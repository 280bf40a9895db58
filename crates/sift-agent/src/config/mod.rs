//! Configuration types for the sift agent.

mod logging;
mod report;

use std::path::Path;

use crate::interception::{CollectionRule, RuleDescription};
use reqwest::Url;
use serde::{Deserialize, Serialize};

pub use logging::LoggingConfig;
pub use report::{BodiesConfig, ReportConfig};

#[derive(Debug, Clone, Default, Deserialize, Serialize, PartialEq)]
pub struct AgentConfig {
    #[serde(default)]
    pub report: ReportConfig,
    #[serde(default)]
    pub bodies: BodiesConfig,
    /// Data collection rules. A call is reported when at least one rule
    /// selects it; with no rules every call is reported.
    #[serde(default, skip_serializing_if = "Vec::is_empty")]
    pub rules: Vec<RuleDescription>,
    #[serde(default)]
    pub logging: LoggingConfig,
}

impl AgentConfig {
    pub fn from_file<P: AsRef<Path>>(path: P) -> Result<Self, anyhow::Error> {
        let contents = std::fs::read_to_string(path)?;
        let config: AgentConfig = serde_yaml::from_str(&contents)?;
        config.validate()?;
        Ok(config)
    }

    /// Validate configuration
    pub fn validate(&self) -> Result<(), anyhow::Error> {
        let endpoint = Url::parse(&self.report.endpoint).map_err(|e| {
            anyhow::anyhow!("Invalid report endpoint '{}': {}", self.report.endpoint, e)
        })?;
        if !matches!(endpoint.scheme(), "http" | "https") {
            anyhow::bail!(
                "Unsupported report endpoint scheme: '{}'. Currently supported: http, https",
                endpoint.scheme()
            );
        }

        if self.report.in_flight_limit == 0 {
            anyhow::bail!("report.in_flight_limit must be greater than 0");
        }
        if self.report.fan_in_backlog == 0 || self.report.ack_backlog == 0 {
            anyhow::bail!("report.fan_in_backlog and report.ack_backlog must be greater than 0");
        }
        if self.bodies.max_body_size == 0 {
            anyhow::bail!("bodies.max_body_size must be greater than 0");
        }

        let mut ids = std::collections::HashSet::new();
        for rule in &self.rules {
            if !ids.insert(rule.id.as_str()) {
                anyhow::bail!("Duplicate rule id: '{}'", rule.id);
            }
        }

        Ok(())
    }

    /// Compile the configured rules. Rejected filters are logged and skipped.
    pub fn collection_rules(&self) -> Vec<CollectionRule> {
        self.rules
            .iter()
            .map(CollectionRule::from_description)
            .collect()
    }
}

※ ※ ※

▶ _PROBLEM DETAILS_:
All of the records must be retyped exactly as they are.

▶ _RESULT FOR THIS EXERCISE_:
repository 280bf40a9895db58
filename crates/sift-agent/src/config/mod.rs
//! Configuration types for the sift agent.

mod logging;
mod report;

use std::path::Path;

use crate::interception::{CollectionRule, RuleDescription};
use reqwest::Url;
use serde::{Deserialize, Serialize};

pub use logging::LoggingConfig;
pub use report::{BodiesConfig, ReportConfig};

#[derive(Debug, Clone, Default, Deserialize, Serialize, PartialEq)]
pub struct AgentConfig {
    #[serde(default)]
    pub report: ReportConfig,
    #[serde(default)]
    pub bodies: BodiesConfig,
    /// Data collection rules. A call is reported when at least one rule
    /// selects it; with no rules every call is reported.
    #[serde(default, skip_serializing_if = "Vec::is_empty")]
    pub rules: Vec<RuleDescription>,
    #[serde(default)]
    pub logging: LoggingConfig,
}

impl AgentConfig {
    pub fn from_file<P: AsRef<Path>>(path: P) -> Result<Self, anyhow::Error> {
        let contents = std::fs::read_to_string(path)?;
        let config: AgentConfig = serde_yaml::from_str(&contents)?;
        config.validate()?;
        Ok(config)
    }

    /// Validate configuration
    pub fn validate(&self) -> Result<(), anyhow::Error> {
        let endpoint = Url::parse(&self.report.endpoint).map_err(|e| {
            anyhow::anyhow!("Invalid report endpoint '{}': {}", self.report.endpoint, e)
        })?;
        if !matches!(endpoint.scheme(), "http" | "https") {
            anyhow::bail!(
                "Unsupported report endpoint scheme: '{}'. Currently supported: http, https",
                endpoint.scheme()
            );
        }

        if self.report.in_flight_limit == 0 {
            anyhow::bail!("report.in_flight_limit must be greater than 0");
        }
        if self.report.fan_in_backlog == 0 || self.report.ack_backlog == 0 {
            anyhow::bail!("report.fan_in_backlog and report.ack_backlog must be greater than 0");
        }
        if self.bodies.max_body_size == 0 {
            anyhow::bail!("bodies.max_body_size must be greater than 0");
        }

        let mut ids = std::collections::HashSet::new();
        for rule in &self.rules {
            if !ids.insert(rule.id.as_str()) {
                anyhow::bail!("Duplicate rule id: '{}'", rule.id);
            }
        }

        Ok(())
    }

    /// Compile the configured rules. Rejected filters are logged and skipped.
    pub fn collection_rules(&self) -> Vec<CollectionRule> {
        self.rules
            .iter()
            .map(CollectionRule::from_description)
            .collect()
    }
}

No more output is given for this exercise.